The Dutch Orchid Society Brabant-ZO will be hosting a Spring sales fair on saturday the 23d of April.

The fair will be open for public from 9:30H till 12:00H

Admittance fee is 1,- euro

Location:

Gemeenschapshuis “Het Klooster” 
Hoogstraat 6
Waalre ( close to the city Eindhoven )
the Netherlands 

Various nurseries will have a sales table but there will also be enthousiasts there that have rented a table to sell their plants.

I'll try to get a list of the nurseries that will be selling at this fair.

Gemeenschapshuis “Het Klooster” Hoogstraat 6 te Waalre 

I'll be there myself as well.


----------



## Marc (Apr 19, 2011)

Herman Terborg will have a sales booth there:

http://www.botorch.com/

There are more serious breeders there but they don't have a website of their own so I can't say much about them. Also there will be some hobyist there selling their plants.

Bert van Zuylen will also have a stand, he specializes in Orchidbooks from all over the world.

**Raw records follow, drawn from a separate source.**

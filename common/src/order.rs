use std::fmt;

use chrono::{DateTime, Utc};
use serde::{Deserialize, Serialize};

use crate::quantity::Quantity;
use crate::validation::{is_blank, require_text, ValidationError};

/// Unique order identifier, assigned by the backend.
#[derive(Debug, Clone, PartialEq, Eq, PartialOrd, Ord, Hash, Serialize, Deserialize)]
#[serde(transparent)]
pub struct OrderId(pub String);

impl fmt::Display for OrderId {
    fn fmt(&self, f: &mut fmt::Formatter<'_>) -> fmt::Result {
        f.write_str(&self.0)
    }
}

impl From<&str> for OrderId {
    fn from(id: &str) -> Self {
        OrderId(id.to_string())
    }
}

/// One product line of an order: name, quantity and unit kind ("unit", "pack", "kilo").
#[derive(Debug, Clone, PartialEq, Eq, Serialize, Deserialize)]
pub struct LineItem {
    #[serde(rename = "nombre")]
    pub name: String,
    #[serde(rename = "cantidad")]
    pub quantity: Quantity,
    #[serde(rename = "tipo")]
    pub unit: String,
}

/// A line item as typed into the draft form. Any field may still be missing.
#[derive(Debug, Clone, Default, PartialEq)]
pub struct LineItemInput {
    pub name: String,
    pub quantity: Option<f64>,
    pub unit: String,
}

impl LineItemInput {
    pub fn new(name: impl Into<String>, quantity: impl Into<f64>, unit: impl Into<String>) -> Self {
        Self {
            name: name.into(),
            quantity: Some(quantity.into()),
            unit: unit.into(),
        }
    }

    /// Only an absent quantity counts as missing; zero is a valid amount.
    pub fn validate(&self) -> Result<LineItem, ValidationError> {
        if is_blank(&self.name) {
            return Err(ValidationError::MissingLineItemField { field: "name" });
        }
        let quantity = match self.quantity {
            Some(q) => Quantity::new(q)?,
            None => return Err(ValidationError::MissingLineItemField { field: "quantity" }),
        };
        if is_blank(&self.unit) {
            return Err(ValidationError::MissingLineItemField { field: "unit" });
        }
        Ok(LineItem {
            name: self.name.trim().to_string(),
            quantity,
            unit: self.unit.trim().to_string(),
        })
    }
}

/// Order lifecycle. `Received` is terminal.
#[derive(Debug, Clone, Copy, Default, PartialEq, Eq, Hash, Serialize, Deserialize)]
pub enum OrderStatus {
    #[default]
    #[serde(rename = "Pendiente")]
    Pending,
    #[serde(rename = "Recibido")]
    Received,
}

impl OrderStatus {
    /// Returns true if transitioning from self to `next` is valid.
    pub fn can_transition_to(self, next: OrderStatus) -> bool {
        matches!((self, next), (OrderStatus::Pending, OrderStatus::Received))
    }

    pub fn is_terminal(self) -> bool {
        self == OrderStatus::Received
    }
}

/// An order as stored by the backend.
#[derive(Debug, Clone, PartialEq, Eq, Serialize, Deserialize)]
pub struct Order {
    #[serde(rename = "_id")]
    pub id: OrderId,
    #[serde(rename = "fecha")]
    pub created_at: DateTime<Utc>,
    #[serde(rename = "productos")]
    pub items: Vec<LineItem>,
    #[serde(rename = "estado", default)]
    pub status: OrderStatus,
    /// Only present once received.
    #[serde(rename = "comentarios", default, skip_serializing_if = "Option::is_none")]
    pub received_comment: Option<String>,
    /// Only present once received.
    #[serde(rename = "recibidoPor", default, skip_serializing_if = "Option::is_none")]
    pub received_by: Option<String>,
}

impl Order {
    pub fn is_pending(&self) -> bool {
        self.status == OrderStatus::Pending
    }

    /// Display label derived from the creation time.
    pub fn label(&self) -> String {
        self.created_at.format("%d/%m/%Y %H:%M:%S").to_string()
    }
}

/// Body of a create-order request.
#[derive(Debug, Clone, PartialEq, Eq, Serialize, Deserialize)]
pub struct NewOrder {
    #[serde(rename = "productos")]
    pub items: Vec<LineItem>,
}

impl NewOrder {
    pub fn new(items: Vec<LineItem>) -> Result<Self, ValidationError> {
        if items.is_empty() {
            return Err(ValidationError::EmptyOrder);
        }
        Ok(Self { items })
    }
}

/// Body of a status-change request.
#[derive(Debug, Clone, PartialEq, Eq, Serialize, Deserialize)]
pub struct StatusChange {
    #[serde(rename = "estado")]
    pub status: OrderStatus,
    #[serde(rename = "comentarios", default, skip_serializing_if = "Option::is_none")]
    pub comment: Option<String>,
    #[serde(rename = "recibidoPor", default, skip_serializing_if = "Option::is_none")]
    pub received_by: Option<String>,
}

impl StatusChange {
    /// The pending → received transition. Both texts are required and sent as given.
    pub fn received(comment: &str, received_by: &str) -> Result<Self, ValidationError> {
        require_text(comment, "comment")?;
        require_text(received_by, "received by")?;
        Ok(Self {
            status: OrderStatus::Received,
            comment: Some(comment.to_string()),
            received_by: Some(received_by.to_string()),
        })
    }
}

/// An order being composed locally, not yet persisted.
#[derive(Debug, Clone, Default, PartialEq, Eq)]
pub struct OrderDraft {
    items: Vec<LineItem>,
}

impl OrderDraft {
    pub fn new() -> Self {
        Self::default()
    }

    /// Validate `input` and append it. The draft is unchanged on error.
    pub fn add_line_item(&mut self, input: &LineItemInput) -> Result<&LineItem, ValidationError> {
        let item = input.validate()?;
        self.items.push(item);
        Ok(&self.items[self.items.len() - 1])
    }

    pub fn items(&self) -> &[LineItem] {
        &self.items
    }

    pub fn is_empty(&self) -> bool {
        self.items.is_empty()
    }

    pub fn clear(&mut self) {
        self.items.clear();
    }
}

#[cfg(test)]
mod tests {
    use super::*;

    fn item(name: &str) -> LineItem {
        LineItem {
            name: name.into(),
            quantity: Quantity::from(2),
            unit: "pack".into(),
        }
    }

    #[test]
    fn test_status_transitions() {
        assert!(OrderStatus::Pending.can_transition_to(OrderStatus::Received));
        assert!(!OrderStatus::Received.can_transition_to(OrderStatus::Pending));
        assert!(!OrderStatus::Pending.can_transition_to(OrderStatus::Pending));
        assert!(!OrderStatus::Received.can_transition_to(OrderStatus::Received));
        assert!(OrderStatus::Received.is_terminal());
        assert!(!OrderStatus::Pending.is_terminal());
    }

    #[test]
    fn empty_order_is_rejected() {
        assert_eq!(NewOrder::new(vec![]), Err(ValidationError::EmptyOrder));
        assert_eq!(NewOrder::new(vec![item("Lemons")]).unwrap().items.len(), 1);
    }

    #[test]
    fn received_requires_comment_and_receiver() {
        assert_eq!(
            StatusChange::received("  ", "Ana"),
            Err(ValidationError::BlankField { field: "comment" })
        );
        assert_eq!(
            StatusChange::received("all good", ""),
            Err(ValidationError::BlankField { field: "received by" })
        );
        let change = StatusChange::received("all good", "Ana").unwrap();
        assert_eq!(change.status, OrderStatus::Received);
        assert_eq!(change.comment.as_deref(), Some("all good"));
        assert_eq!(change.received_by.as_deref(), Some("Ana"));
    }

    #[test]
    fn draft_rejects_incomplete_line_items() {
        let mut draft = OrderDraft::new();
        let missing_name = LineItemInput {
            name: " ".into(),
            quantity: Some(1.0),
            unit: "unit".into(),
        };
        let missing_quantity = LineItemInput {
            name: "Limes".into(),
            quantity: None,
            unit: "kilo".into(),
        };
        let negative_quantity = LineItemInput {
            quantity: Some(-1.0),
            ..missing_quantity.clone()
        };
        let missing_unit = LineItemInput::new("Limes", 3, "");

        assert_eq!(
            draft.add_line_item(&missing_name),
            Err(ValidationError::MissingLineItemField { field: "name" })
        );
        assert_eq!(
            draft.add_line_item(&missing_quantity),
            Err(ValidationError::MissingLineItemField { field: "quantity" })
        );
        assert_eq!(
            draft.add_line_item(&negative_quantity),
            Err(ValidationError::InvalidQuantity)
        );
        assert_eq!(
            draft.add_line_item(&missing_unit),
            Err(ValidationError::MissingLineItemField { field: "unit" })
        );
        assert!(draft.is_empty());
    }

    #[test]
    fn draft_appends_in_order() {
        let mut draft = OrderDraft::new();
        draft.add_line_item(&LineItemInput::new("Limes", 3, "kilo")).unwrap();
        draft.add_line_item(&LineItemInput::new(" Tonic ", 2, " pack ")).unwrap();

        let names: Vec<_> = draft.items().iter().map(|i| i.name.as_str()).collect();
        assert_eq!(names, ["Limes", "Tonic"]);
        assert_eq!(draft.items()[1].unit, "pack");

        draft.clear();
        assert!(draft.is_empty());
    }

    #[test]
    fn draft_accepts_zero_and_fractional_quantities() {
        let mut draft = OrderDraft::new();
        let zero = draft.add_line_item(&LineItemInput::new("Limes", 0, "kilo")).unwrap();
        assert_eq!(zero.quantity, Quantity::from(0));
        let half = draft.add_line_item(&LineItemInput::new("Mint", 0.5, "kilo")).unwrap();
        assert_eq!(half.quantity.value(), 0.5);
        assert_eq!(draft.items().len(), 2);
    }

    #[test]
    fn order_decodes_backend_json() {
        let json = r#"{
            "_id": "65a1",
            "fecha": "2024-01-01T10:00:00.000Z",
            "productos": [
                {"nombre": "Limes", "cantidad": "3", "tipo": "kilo"},
                {"nombre": "Tonic", "cantidad": 12, "tipo": "unit"}
            ],
            "estado": "Recibido",
            "comentarios": "complete",
            "recibidoPor": "Ana"
        }"#;
        let order: Order = serde_json::from_str(json).unwrap();
        assert_eq!(order.id, OrderId::from("65a1"));
        assert_eq!(order.status, OrderStatus::Received);
        assert_eq!(order.items[0].quantity, Quantity::from(3));
        assert_eq!(order.items[1].quantity, Quantity::from(12));
        assert_eq!(order.received_by.as_deref(), Some("Ana"));
        assert_eq!(order.label(), "01/01/2024 10:00:00");
    }

    #[test]
    fn pending_order_omits_reception_fields() {
        let json = r#"{"_id": "1", "fecha": "2024-01-01T10:00:00Z", "productos": []}"#;
        let order: Order = serde_json::from_str(json).unwrap();
        assert!(order.is_pending());
        assert!(order.received_comment.is_none());

        let encoded = serde_json::to_value(&order).unwrap();
        assert_eq!(encoded["estado"], "Pendiente");
        assert!(encoded.get("comentarios").is_none());
    }

    #[test]
    fn fractional_quantities_do_not_spoil_the_list() {
        let json = r#"[
            {"_id": "a", "fecha": "2024-01-01T10:00:00Z",
             "productos": [{"nombre": "Limes", "cantidad": 3, "tipo": "kilo"}]},
            {"_id": "b", "fecha": "2024-01-01T11:00:00Z",
             "productos": [
                {"nombre": "Mint", "cantidad": "0.5", "tipo": "kilo"},
                {"nombre": "Ginger", "cantidad": 1.5, "tipo": "kilo"}
             ]}
        ]"#;
        let orders: Vec<Order> = serde_json::from_str(json).unwrap();
        assert_eq!(orders.len(), 2);
        assert_eq!(orders[1].items[0].quantity.value(), 0.5);
        assert_eq!(orders[1].items[1].quantity.value(), 1.5);
    }

    #[test]
    fn bad_quantity_string_fails_to_decode() {
        let json = r#"{"nombre": "Limes", "cantidad": "lots", "tipo": "kilo"}"#;
        assert!(serde_json::from_str::<LineItem>(json).is_err());
    }

    #[test]
    fn status_change_uses_backend_field_names() {
        let change = StatusChange::received("ok", "Ana").unwrap();
        let encoded = serde_json::to_value(&change).unwrap();
        assert_eq!(
            encoded,
            serde_json::json!({"estado": "Recibido", "comentarios": "ok", "recibidoPor": "Ana"})
        );
    }
}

As far as I can tell from his site both new and 2nd hand.

Unfortunately his site is in Dutch:

http://www.boekenbeurs-bvz.nl/


----------



## NYEric (Apr 19, 2011)

oooohhhh! Terborg has large size isabelia virginalis!!


----------



## Marc (Apr 23, 2011)

And I'm back, was a nice small event with a total of about 10-12 people selling orchids. Had some nice chats and got rid of the glaucophyllum hybrid that I posted in the photo section a month ago or so.

Not a lot of Paph for sale, only 1 table was selling a couple of paphs but I wasn't interested in them.

All in all a small fun event but unfortunately no bargains for me.


----------